5/ Bon, vous l'avez compris : ce ne sont pas des raisons intérieures qui ont décidé le pouvoir en place de jouer cette comédie. Il maîtrisait la situation politique. Quelle est donc la raison de ce changement radical, de cette révolution, de ce retournement, comme un pion de reversi ? Probablement une raison extérieure. La métaphore du reversi va nous y aider.
6/ Vous connaissez le jeu : des pions aux faces de couleur différente. Ils prennent la couleur des pions qui les encadrent. Autrement dit, le reversi est un jeu de position comme le go. Un jeu d'occupation de territoire, à la différence des échecs. Bref, encore un jeupolitique (cf ce bon billet d'il y a deux ans).
7/ Or, dans le jeu de position, la Birmanie est le pays qui permet à la Chine d'accéder à l'Océan Indien (je sais, il y a aussi le Pakistan : mais les délais sont considérablement rallongés, et la route est bien moins garantie; toutefois, cela explique bien sûr l'Alliance sino-pakistanaise). La carte ci-dessous le montre clairement.
8/ Donc, récapitulons le grand jeu en cours :
- une compétition entre Chine et États-Unis : qui s'exerce bien sûr dans les environs maritimes de la Chine (mer de Chine, Asie du sud-est, ...).

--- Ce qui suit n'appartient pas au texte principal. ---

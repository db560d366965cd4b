//! Payment service trait and in-memory implementation.

use std::collections::HashMap;
use std::sync::Arc;

use async_trait::async_trait;
use serde::{Deserialize, Serialize};
use tokio::sync::RwLock;

use super::ServiceError;

/// How the customer pays.
#[derive(Debug, Clone, Copy, PartialEq, Eq, Default, Serialize, Deserialize)]
#[serde(rename_all = "snake_case")]
pub enum PaymentMethod {
    #[default]
    Cash,
    CreditCard,
}

/// Lifecycle of a payment record.
#[derive(Debug, Clone, Copy, PartialEq, Eq, Serialize, Deserialize)]
#[serde(rename_all = "snake_case")]
pub enum PaymentStatus {
    /// Created, waiting for manual confirmation.
    Pending,
    Completed,
    Failed,
    Refunded,
}

impl std::fmt::Display for PaymentStatus {
    fn fmt(&self, f: &mut std::fmt::Formatter<'_>) -> std::fmt::Result {
        let s = match self {
            PaymentStatus::Pending => "pending",
            PaymentStatus::Completed => "completed",
            PaymentStatus::Failed => "failed",
            PaymentStatus::Refunded => "refunded",
        };
        f.write_str(s)
    }
}

/// Trait for payment processing operations.
#[async_trait]
pub trait PaymentService: Send + Sync {
    /// Records a pending payment for an order and returns its ID.
    async fn create_pending(
        &self,
        order_id: &str,
        amount_cents: u64,
        method: PaymentMethod,
    ) -> Result<String, ServiceError>;

    /// Marks a pending payment as completed.
    async fn confirm(&self, payment_id: &str) -> Result<(), ServiceError>;

    /// Marks a pending payment as failed.
    async fn mark_failed(&self, payment_id: &str) -> Result<(), ServiceError>;

    /// Refunds a pending or completed payment.
    ///
    /// Payments in any other status are left alone. Returns the status after
    /// the call.
    async fn refund(&self, payment_id: &str) -> Result<PaymentStatus, ServiceError>;

    /// Returns the status of a payment.
    async fn status(&self, payment_id: &str) -> Result<Option<PaymentStatus>, ServiceError>;
}

#[derive(Debug, Clone)]
struct PaymentRecord {
    order_id: String,
    amount_cents: u64,
    method: PaymentMethod,
    status: PaymentStatus,
}

#[derive(Debug, Default)]
struct InMemoryPaymentState {
    payments: HashMap<String, PaymentRecord>,
    next_id: u32,
    fail_on_create: bool,
}

/// In-memory payment service for testing.
#[derive(Debug, Clone, Default)]
pub struct InMemoryPaymentService {
    state: Arc<RwLock<InMemoryPaymentState>>,
}

impl InMemoryPaymentService {
    /// Creates a new in-memory payment service.
    pub fn new() -> Self {
        Self::default()
    }

    /// Configures the service to reject new payments.
    pub async fn set_fail_on_create(&self, fail: bool) {
        self.state.write().await.fail_on_create = fail;
    }

    /// Returns the number of payments in `status`.
    pub async fn count_with_status(&self, status: PaymentStatus) -> usize {
        self.state
            .read()
            .await
            .payments
            .values()
            .filter(|p| p.status == status)
            .count()
    }

    /// Returns the order, amount and method recorded for a payment.
    pub async fn details(&self, payment_id: &str) -> Option<(String, u64, PaymentMethod)> {
        self.state
            .read()
            .await
            .payments
            .get(payment_id)
            .map(|p| (p.order_id.clone(), p.amount_cents, p.method))
    }

    async fn transition(
        &self,
        payment_id: &str,
        to: PaymentStatus,
    ) -> Result<(), ServiceError> {
        let mut state = self.state.write().await;
        let payment = state
            .payments
            .get_mut(payment_id)
            .ok_or_else(|| ServiceError::NotFound {
                kind: "Payment",
                id: payment_id.to_string(),
            })?;

        if payment.status != PaymentStatus::Pending {
            return Err(ServiceError::InvalidState {
                kind: "Payment",
                id: payment_id.to_string(),
                status: payment.status.to_string(),
                expected: "pending",
            });
        }
        payment.status = to;
        Ok(())
    }
}

#[async_trait]
impl PaymentService for InMemoryPaymentService {
    async fn create_pending(
        &self,
        order_id: &str,
        amount_cents: u64,
        method: PaymentMethod,
    ) -> Result<String, ServiceError> {
        let mut state = self.state.write().await;

        if state.fail_on_create {
            return Err(ServiceError::Rejected("Payment declined".to_string()));
        }

        state.next_id += 1;
        let payment_id = format!("PAY-{:04}", state.next_id);
        state.payments.insert(
            payment_id.clone(),
            PaymentRecord {
                order_id: order_id.to_string(),
                amount_cents,
                method,
                status: PaymentStatus::Pending,
            },
        );

        Ok(payment_id)
    }

    async fn confirm(&self, payment_id: &str) -> Result<(), ServiceError> {
        self.transition(payment_id, PaymentStatus::Completed).await
    }

    async fn mark_failed(&self, payment_id: &str) -> Result<(), ServiceError> {
        self.transition(payment_id, PaymentStatus::Failed).await
    }

    async fn refund(&self, payment_id: &str) -> Result<PaymentStatus, ServiceError> {
        let mut state = self.state.write().await;
        let payment = state
            .payments
            .get_mut(payment_id)
            .ok_or_else(|| ServiceError::NotFound {
                kind: "Payment",
                id: payment_id.to_string(),
            })?;

        if matches!(
            payment.status,
            PaymentStatus::Pending | PaymentStatus::Completed
        ) {
            payment.status = PaymentStatus::Refunded;
        }
        Ok(payment.status)
    }

    async fn status(&self, payment_id: &str) -> Result<Option<PaymentStatus>, ServiceError> {
        Ok(self
            .state
            .read()
            .await
            .payments
            .get(payment_id)
            .map(|p| p.status))
    }
}

#[cfg(test)]
mod tests {
    use super::*;

    #[tokio::test]
    async fn test_create_confirm_and_refund() {
        let service = InMemoryPaymentService::new();

        let payment_id = service
            .create_pending("ORD-1", 4500, PaymentMethod::CreditCard)
            .await
            .unwrap();
        assert!(payment_id.starts_with("PAY-"));
        assert_eq!(
            service.status(&payment_id).await.unwrap(),
            Some(PaymentStatus::Pending)
        );

        service.confirm(&payment_id).await.unwrap();
        assert_eq!(
            service.refund(&payment_id).await.unwrap(),
            PaymentStatus::Refunded
        );
        assert_eq!(service.count_with_status(PaymentStatus::Refunded).await, 1);
    }

    #[tokio::test]
    async fn test_fail_on_create() {
        let service = InMemoryPaymentService::new();
        service.set_fail_on_create(true).await;

        let result = service
            .create_pending("ORD-1", 4500, PaymentMethod::Cash)
            .await;
        assert_eq!(
            result,
            Err(ServiceError::Rejected("Payment declined".to_string()))
        );
    }

    #[tokio::test]
    async fn test_refund_leaves_failed_payment_alone() {
        let service = InMemoryPaymentService::new();
        let payment_id = service
            .create_pending("ORD-1", 1000, PaymentMethod::Cash)
            .await
            .unwrap();

        service.mark_failed(&payment_id).await.unwrap();
        assert_eq!(
            service.refund(&payment_id).await.unwrap(),
            PaymentStatus::Failed
        );
    }

    #[tokio::test]
    async fn test_confirm_requires_pending() {
        let service = InMemoryPaymentService::new();
        let payment_id = service
            .create_pending("ORD-1", 1000, PaymentMethod::Cash)
            .await
            .unwrap();

        service.confirm(&payment_id).await.unwrap();
        assert!(matches!(
            service.confirm(&payment_id).await,
            Err(ServiceError::InvalidState { .. })
        ));
        assert!(matches!(
            service.confirm("PAY-9999").await,
            Err(ServiceError::NotFound { .. })
        ));
    }

    #[tokio::test]
    async fn test_sequential_payment_ids() {
        let service = InMemoryPaymentService::new();

        let p1 = service
            .create_pending("ORD-1", 1000, PaymentMethod::Cash)
            .await
            .unwrap();
        let p2 = service
            .create_pending("ORD-2", 1000, PaymentMethod::Cash)
            .await
            .unwrap();

        assert_eq!(p1, "PAY-0001");
        assert_eq!(p2, "PAY-0002");
        assert_eq!(
            service.details(&p2).await,
            Some(("ORD-2".to_string(), 1000, PaymentMethod::Cash))
        );
    }
}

- mais qui s'exerce aussi par procuration dans l'Océan indien : d'abord parce que les convois pétroliers vers la Chine et de produits manufacturés (vers l'Europe) passent par là.
- Mais aussi parce que la rivalité entre l'Inde et la Chine est ancienne. Et que les États-Unis et l'Inde ont choisi de s'allier, quand la Chine a tenté d'installer un réseau de bases autour dudit océan (théorie du collier de perles, trop jolie, je crois, pour être vraiment satisfaisante, mais c'est un autre débat).
9/ La Birmanie constitue, dans ce cadre, un enjeu important. Jusque là, elle était plutôt considérée comme un pion chinois : d'autant que Pékin tolérait le régime birman, quand les occidentaux le dénonçaient, et soutenaient Mme Aung. Dès lors, le retournement birman change la couleur du pion. Il n'est plus rouge, il est bleu.
10/ Trop simple ? En fait, il y a une alternative :
- les autorités birmanes ont réellement joué le camp américano-indien car elles observent leurs voisins du sud-est : si les Vietnamiens ou les Thaïlandais sortent du développement tout en conservant un régime autoritaire, pourquoi s’embêter à imiter les nord-Coréens ? Gardons le pouvoir et enrichissons nous.
- soit il y a une duplicité derrière le cinéma : après tout, c'est chose courante en Orient, et nos manières binaires (primaires?) d'Occidentaux ne conviennent pas à la subtilité orientale, qui joue en permanence sur plusieurs tableaux. Dans ce cas, le jeu birman se déroulerait en accord avec la Chine, désireuse d'avoir une passerelle directe vers l'Océan indien, et qui écoulerait ses flux en évitant bine des détroits.
Mais ça, on ne peut pas le dire aujourd'hui. En revanche, ne pas croire tout à fait à tout ce qu'on nous raconte, ça, on a le droit....
Allez ! pour conclure : un petit César d'honneur à Luc Besson, grâce à son grand moment de cinéma international (the Lady) paru au super bon moment pour faire pleurer Simone autour des peines de cœur de Aung San Suu Kyi... Hasard, je vous dis.
NB :
- fidèle à mon habitude, je parle de la Birmanie et non du Myanmar. Déjà, je suis vachement tolérant, je dis Kossovo et pas Kossovie. Mais pour la Malaisie, faut pas exagérer : vous dites "London" en parlant de Londres, vous ?
- je la place dans la catégorie Asie du sud, même si elle aurait pu être également en Asie du sud-est : cette hésitation illustre bien le rôle pivot du pays.